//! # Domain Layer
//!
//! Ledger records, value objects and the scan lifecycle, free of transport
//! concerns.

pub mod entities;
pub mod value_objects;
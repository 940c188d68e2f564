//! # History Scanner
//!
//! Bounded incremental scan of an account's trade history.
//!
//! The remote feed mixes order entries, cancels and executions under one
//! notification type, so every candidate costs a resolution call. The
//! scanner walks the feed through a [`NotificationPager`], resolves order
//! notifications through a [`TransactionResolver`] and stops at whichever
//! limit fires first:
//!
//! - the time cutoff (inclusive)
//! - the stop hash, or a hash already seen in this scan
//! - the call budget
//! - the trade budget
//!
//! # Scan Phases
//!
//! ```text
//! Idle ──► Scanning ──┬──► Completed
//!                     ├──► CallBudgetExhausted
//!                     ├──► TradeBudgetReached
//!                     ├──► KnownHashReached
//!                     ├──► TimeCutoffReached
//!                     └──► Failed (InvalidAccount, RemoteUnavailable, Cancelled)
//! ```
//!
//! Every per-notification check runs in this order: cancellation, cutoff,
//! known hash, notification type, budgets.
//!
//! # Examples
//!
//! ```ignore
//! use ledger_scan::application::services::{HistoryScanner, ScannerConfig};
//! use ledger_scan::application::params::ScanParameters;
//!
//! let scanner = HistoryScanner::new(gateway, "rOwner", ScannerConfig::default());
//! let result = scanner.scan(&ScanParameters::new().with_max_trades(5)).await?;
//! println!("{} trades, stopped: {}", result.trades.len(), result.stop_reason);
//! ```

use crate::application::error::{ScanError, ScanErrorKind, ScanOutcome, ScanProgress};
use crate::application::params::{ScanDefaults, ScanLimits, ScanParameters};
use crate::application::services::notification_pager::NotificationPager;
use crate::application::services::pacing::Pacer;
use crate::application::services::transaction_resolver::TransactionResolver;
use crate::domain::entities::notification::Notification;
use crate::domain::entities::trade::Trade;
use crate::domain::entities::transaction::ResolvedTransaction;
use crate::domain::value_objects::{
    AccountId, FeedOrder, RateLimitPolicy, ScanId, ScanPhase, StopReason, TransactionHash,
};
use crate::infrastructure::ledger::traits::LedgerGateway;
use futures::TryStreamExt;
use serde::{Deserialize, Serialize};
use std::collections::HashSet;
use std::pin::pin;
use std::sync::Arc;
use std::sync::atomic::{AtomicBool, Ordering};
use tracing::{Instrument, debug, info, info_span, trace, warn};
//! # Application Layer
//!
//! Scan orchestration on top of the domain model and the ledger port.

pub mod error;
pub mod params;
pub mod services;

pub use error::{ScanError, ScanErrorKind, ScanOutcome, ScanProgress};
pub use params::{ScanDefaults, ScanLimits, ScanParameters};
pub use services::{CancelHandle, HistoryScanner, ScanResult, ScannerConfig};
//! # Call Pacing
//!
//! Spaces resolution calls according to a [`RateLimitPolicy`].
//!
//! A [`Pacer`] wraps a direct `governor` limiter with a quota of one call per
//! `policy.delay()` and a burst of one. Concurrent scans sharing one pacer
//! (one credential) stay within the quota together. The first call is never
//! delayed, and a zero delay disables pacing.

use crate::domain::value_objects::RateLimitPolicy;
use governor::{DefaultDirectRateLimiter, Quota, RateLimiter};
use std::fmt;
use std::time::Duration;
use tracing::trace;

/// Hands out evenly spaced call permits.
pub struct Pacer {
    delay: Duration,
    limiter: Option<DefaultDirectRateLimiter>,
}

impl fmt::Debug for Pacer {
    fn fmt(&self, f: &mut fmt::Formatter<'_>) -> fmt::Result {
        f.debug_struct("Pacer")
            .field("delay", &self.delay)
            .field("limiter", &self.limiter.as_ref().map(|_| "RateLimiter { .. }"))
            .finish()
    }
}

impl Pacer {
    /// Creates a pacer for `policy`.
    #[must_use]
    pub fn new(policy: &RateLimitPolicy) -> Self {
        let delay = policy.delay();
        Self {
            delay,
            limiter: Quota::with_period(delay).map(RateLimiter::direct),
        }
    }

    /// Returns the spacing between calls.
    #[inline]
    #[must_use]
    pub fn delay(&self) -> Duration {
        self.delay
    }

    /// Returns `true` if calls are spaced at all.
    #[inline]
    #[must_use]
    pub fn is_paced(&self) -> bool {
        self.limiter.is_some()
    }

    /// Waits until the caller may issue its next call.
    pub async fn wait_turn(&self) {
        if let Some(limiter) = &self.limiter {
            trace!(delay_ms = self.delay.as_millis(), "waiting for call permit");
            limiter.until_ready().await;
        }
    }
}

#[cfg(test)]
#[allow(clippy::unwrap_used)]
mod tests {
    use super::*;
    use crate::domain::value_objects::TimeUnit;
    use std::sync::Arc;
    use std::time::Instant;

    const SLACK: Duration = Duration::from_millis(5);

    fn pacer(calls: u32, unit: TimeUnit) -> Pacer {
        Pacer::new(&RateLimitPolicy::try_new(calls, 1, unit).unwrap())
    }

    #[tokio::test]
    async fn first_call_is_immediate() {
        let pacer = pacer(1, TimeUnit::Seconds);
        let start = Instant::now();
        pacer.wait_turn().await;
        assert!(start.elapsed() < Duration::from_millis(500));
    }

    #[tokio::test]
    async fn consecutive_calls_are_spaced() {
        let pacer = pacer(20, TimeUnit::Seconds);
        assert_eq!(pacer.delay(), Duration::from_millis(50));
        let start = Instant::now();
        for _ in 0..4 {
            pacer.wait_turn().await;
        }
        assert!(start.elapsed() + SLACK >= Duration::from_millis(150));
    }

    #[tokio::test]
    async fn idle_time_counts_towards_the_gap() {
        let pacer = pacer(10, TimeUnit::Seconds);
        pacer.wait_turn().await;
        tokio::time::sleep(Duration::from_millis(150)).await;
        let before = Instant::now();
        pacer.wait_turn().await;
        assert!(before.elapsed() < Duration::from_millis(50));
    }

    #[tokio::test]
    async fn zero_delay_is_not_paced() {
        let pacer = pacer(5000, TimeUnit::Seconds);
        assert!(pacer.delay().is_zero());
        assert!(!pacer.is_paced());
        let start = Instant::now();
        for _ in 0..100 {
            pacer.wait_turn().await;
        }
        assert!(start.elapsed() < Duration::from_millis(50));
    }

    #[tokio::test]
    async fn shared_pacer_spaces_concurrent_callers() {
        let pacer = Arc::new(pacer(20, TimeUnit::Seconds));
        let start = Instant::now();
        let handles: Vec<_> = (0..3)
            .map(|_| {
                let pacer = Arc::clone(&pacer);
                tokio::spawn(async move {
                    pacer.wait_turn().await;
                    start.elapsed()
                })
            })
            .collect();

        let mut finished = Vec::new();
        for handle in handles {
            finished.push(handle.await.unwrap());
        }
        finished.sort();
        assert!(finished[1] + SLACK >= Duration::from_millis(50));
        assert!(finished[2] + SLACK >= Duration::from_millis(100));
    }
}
-----
▶ **Task statement**: Only the number is needed here: how many lines of the records contain "trace"?

▶ **Solution**: 3